__WORK ORDER__: Count the lines that contain the string "Alert" in the records beneath, and respond with the number only.

[Stored items]
+---+

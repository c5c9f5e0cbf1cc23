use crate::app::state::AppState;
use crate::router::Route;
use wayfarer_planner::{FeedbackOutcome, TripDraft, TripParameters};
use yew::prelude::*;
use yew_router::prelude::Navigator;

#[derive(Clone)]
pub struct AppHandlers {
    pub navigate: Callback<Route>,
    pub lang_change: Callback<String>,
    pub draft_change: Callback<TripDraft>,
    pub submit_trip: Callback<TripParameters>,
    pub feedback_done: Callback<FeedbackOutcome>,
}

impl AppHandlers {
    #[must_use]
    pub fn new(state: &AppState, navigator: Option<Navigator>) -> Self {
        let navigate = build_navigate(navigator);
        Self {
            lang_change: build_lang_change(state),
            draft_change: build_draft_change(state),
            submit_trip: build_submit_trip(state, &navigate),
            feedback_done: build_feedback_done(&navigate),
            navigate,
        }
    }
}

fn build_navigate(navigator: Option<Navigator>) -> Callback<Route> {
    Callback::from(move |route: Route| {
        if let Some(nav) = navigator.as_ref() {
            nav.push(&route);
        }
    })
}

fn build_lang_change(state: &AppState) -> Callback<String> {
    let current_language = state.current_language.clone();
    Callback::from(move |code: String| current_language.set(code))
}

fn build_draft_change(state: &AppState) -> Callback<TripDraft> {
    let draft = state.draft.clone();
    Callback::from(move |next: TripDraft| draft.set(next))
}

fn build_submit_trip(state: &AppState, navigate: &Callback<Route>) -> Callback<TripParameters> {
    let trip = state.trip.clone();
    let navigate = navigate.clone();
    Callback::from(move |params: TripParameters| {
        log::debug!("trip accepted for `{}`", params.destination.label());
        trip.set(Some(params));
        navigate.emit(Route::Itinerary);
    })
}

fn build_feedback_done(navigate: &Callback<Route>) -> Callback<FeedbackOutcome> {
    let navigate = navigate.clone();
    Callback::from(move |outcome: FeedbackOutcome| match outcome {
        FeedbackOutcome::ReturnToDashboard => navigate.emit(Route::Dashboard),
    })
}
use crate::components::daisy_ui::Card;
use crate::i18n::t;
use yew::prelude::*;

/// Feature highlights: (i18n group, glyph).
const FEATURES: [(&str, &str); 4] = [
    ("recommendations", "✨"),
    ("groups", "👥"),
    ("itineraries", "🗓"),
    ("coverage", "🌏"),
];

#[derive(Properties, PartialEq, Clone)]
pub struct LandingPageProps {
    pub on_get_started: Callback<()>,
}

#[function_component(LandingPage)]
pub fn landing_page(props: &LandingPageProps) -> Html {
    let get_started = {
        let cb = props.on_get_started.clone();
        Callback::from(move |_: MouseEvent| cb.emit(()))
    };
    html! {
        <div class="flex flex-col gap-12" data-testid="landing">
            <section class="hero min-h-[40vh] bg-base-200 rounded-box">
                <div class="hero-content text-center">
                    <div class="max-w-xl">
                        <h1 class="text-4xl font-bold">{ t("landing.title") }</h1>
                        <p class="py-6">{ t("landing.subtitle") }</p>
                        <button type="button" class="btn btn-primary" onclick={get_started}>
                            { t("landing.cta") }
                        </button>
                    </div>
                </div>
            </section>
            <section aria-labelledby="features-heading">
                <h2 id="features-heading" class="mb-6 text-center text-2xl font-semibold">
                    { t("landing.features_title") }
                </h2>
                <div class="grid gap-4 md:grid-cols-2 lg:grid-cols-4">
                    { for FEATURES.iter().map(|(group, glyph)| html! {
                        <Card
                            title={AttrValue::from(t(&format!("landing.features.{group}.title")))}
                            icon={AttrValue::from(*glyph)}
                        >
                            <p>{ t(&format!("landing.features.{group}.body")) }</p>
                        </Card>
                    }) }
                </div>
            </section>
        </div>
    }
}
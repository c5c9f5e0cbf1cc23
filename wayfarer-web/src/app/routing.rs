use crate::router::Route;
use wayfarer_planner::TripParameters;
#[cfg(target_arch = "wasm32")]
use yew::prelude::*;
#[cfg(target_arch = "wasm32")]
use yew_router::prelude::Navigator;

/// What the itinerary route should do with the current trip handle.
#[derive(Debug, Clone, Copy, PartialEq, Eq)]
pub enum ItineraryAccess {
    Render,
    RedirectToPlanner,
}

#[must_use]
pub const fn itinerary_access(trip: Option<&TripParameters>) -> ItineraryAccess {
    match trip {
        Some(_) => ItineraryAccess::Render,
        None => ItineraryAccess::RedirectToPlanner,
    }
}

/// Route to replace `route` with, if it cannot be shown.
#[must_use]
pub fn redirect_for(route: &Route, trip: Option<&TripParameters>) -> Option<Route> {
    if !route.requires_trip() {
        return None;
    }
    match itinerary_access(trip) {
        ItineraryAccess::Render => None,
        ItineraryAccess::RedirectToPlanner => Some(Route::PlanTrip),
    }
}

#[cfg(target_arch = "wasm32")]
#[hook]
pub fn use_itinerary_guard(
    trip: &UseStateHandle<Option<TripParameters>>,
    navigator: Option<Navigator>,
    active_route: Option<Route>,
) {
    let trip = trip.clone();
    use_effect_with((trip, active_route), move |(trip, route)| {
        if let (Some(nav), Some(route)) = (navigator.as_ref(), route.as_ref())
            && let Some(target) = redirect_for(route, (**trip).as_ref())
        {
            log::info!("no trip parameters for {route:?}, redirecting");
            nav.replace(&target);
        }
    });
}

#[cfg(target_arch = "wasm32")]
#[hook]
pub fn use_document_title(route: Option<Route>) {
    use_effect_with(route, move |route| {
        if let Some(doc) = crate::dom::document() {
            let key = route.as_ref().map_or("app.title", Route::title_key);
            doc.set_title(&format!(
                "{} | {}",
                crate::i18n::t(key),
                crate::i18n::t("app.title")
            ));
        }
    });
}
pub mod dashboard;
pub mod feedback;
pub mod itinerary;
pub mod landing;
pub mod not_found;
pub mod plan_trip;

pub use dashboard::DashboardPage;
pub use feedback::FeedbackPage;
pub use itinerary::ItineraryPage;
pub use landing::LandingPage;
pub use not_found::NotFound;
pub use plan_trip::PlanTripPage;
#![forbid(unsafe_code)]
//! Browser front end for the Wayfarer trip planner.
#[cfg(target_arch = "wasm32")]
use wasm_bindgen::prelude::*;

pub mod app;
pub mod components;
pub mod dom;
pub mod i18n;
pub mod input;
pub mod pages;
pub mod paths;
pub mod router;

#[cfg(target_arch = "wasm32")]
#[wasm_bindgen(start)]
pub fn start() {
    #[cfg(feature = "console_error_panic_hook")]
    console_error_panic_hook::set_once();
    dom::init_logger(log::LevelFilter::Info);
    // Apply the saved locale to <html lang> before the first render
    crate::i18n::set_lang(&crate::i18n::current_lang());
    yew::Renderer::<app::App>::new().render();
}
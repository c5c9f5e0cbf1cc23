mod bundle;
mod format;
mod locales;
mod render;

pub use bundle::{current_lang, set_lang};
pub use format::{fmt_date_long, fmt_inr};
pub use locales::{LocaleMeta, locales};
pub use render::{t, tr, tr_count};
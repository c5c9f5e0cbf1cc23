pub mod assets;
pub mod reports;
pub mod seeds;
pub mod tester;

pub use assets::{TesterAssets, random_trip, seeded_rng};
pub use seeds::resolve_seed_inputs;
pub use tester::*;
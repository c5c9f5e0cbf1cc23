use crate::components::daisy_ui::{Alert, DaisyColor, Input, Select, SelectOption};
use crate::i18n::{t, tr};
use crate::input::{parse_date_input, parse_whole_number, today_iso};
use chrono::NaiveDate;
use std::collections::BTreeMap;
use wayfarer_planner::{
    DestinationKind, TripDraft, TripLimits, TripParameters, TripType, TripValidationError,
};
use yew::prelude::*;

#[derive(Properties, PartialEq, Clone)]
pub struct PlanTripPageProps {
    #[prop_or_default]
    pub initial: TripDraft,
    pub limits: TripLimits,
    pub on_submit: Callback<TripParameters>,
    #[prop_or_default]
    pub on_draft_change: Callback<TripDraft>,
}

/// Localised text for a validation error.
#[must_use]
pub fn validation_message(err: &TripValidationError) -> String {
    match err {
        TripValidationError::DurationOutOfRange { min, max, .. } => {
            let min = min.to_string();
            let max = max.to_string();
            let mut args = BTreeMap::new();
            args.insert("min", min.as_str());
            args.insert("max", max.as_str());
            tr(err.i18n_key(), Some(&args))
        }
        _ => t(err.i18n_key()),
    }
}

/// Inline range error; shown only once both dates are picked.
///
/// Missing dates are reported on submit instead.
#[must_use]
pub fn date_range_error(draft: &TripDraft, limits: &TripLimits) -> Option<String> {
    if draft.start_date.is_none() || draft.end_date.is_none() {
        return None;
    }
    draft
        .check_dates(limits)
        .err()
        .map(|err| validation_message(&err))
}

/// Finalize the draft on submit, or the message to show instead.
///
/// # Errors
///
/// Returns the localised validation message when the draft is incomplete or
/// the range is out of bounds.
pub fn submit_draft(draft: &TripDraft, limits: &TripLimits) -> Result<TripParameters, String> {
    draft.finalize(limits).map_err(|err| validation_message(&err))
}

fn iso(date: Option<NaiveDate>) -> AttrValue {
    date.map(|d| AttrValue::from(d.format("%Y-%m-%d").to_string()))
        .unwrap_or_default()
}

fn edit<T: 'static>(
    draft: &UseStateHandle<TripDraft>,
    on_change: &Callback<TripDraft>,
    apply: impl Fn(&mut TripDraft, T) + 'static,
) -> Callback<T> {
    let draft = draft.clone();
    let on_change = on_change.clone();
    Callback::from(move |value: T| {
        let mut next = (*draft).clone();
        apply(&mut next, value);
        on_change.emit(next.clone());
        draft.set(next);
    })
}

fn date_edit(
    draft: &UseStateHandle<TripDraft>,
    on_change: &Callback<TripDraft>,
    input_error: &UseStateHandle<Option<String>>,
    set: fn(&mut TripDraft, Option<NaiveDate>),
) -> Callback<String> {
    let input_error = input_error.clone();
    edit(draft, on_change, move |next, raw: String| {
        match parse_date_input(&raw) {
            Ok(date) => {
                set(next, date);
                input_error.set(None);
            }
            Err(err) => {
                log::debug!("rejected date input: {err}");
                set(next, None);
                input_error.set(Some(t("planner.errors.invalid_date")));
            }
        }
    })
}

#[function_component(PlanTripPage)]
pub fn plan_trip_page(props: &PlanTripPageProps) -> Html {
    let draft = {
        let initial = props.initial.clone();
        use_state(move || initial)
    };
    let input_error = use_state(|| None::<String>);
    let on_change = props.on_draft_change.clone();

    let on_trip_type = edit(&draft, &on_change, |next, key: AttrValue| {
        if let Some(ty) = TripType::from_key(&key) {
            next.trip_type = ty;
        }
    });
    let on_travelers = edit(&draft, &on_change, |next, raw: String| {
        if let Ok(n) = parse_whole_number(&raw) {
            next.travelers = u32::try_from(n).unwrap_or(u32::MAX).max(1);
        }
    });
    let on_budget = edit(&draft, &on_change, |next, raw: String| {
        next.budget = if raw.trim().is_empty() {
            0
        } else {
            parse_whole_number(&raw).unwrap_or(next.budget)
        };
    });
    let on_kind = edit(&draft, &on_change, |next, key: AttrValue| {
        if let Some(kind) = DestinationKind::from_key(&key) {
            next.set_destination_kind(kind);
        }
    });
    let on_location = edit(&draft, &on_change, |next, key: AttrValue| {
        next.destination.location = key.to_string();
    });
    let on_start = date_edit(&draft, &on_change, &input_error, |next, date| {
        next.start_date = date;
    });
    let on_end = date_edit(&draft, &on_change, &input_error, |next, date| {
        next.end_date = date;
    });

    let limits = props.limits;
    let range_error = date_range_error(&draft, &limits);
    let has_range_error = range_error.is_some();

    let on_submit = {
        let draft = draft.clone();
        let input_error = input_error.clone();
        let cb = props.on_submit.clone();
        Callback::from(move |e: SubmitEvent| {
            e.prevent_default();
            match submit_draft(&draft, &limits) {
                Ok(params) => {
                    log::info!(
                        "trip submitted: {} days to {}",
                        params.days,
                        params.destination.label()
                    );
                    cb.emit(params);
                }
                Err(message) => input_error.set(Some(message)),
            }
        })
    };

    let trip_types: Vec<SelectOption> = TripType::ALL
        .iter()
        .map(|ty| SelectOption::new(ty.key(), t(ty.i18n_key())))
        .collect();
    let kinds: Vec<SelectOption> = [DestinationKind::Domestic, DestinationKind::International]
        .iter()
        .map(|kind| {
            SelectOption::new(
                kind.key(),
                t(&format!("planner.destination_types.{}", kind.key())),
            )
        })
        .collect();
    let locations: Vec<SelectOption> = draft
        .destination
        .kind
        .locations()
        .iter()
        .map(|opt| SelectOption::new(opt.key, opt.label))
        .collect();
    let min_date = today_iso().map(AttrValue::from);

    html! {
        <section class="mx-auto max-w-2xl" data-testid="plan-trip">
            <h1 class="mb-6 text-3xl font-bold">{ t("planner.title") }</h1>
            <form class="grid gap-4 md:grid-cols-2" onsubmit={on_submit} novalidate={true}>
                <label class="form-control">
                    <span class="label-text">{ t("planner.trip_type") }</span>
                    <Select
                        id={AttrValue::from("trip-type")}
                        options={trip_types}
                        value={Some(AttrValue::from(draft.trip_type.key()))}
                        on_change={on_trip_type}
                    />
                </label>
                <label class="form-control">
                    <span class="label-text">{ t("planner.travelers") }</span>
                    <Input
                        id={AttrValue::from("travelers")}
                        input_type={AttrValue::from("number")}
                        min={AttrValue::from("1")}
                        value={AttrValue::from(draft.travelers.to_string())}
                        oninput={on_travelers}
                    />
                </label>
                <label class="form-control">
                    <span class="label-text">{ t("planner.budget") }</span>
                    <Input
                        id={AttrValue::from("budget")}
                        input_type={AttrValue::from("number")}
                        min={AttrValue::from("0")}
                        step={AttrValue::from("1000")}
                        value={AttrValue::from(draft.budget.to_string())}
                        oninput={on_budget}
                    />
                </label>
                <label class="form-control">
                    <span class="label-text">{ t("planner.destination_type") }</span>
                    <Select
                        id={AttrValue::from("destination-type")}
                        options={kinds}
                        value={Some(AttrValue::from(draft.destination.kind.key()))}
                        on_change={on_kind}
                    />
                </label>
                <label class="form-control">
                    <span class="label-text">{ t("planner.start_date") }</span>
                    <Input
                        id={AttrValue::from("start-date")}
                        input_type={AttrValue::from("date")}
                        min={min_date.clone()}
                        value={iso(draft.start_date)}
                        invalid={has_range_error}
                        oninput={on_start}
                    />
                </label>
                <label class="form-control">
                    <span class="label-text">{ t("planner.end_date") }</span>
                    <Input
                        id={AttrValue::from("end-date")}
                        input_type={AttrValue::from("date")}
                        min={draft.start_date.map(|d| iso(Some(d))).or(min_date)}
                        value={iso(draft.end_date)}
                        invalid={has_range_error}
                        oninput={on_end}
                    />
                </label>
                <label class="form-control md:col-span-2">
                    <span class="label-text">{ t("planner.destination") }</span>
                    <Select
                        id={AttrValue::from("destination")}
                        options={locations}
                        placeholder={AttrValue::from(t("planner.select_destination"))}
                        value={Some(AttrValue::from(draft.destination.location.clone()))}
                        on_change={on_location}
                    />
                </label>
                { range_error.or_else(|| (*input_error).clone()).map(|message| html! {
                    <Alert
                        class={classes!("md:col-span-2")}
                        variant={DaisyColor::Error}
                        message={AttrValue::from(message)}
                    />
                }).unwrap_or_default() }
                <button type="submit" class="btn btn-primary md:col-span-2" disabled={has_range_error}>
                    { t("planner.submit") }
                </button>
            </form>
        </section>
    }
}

+---+

__RESULT__: 2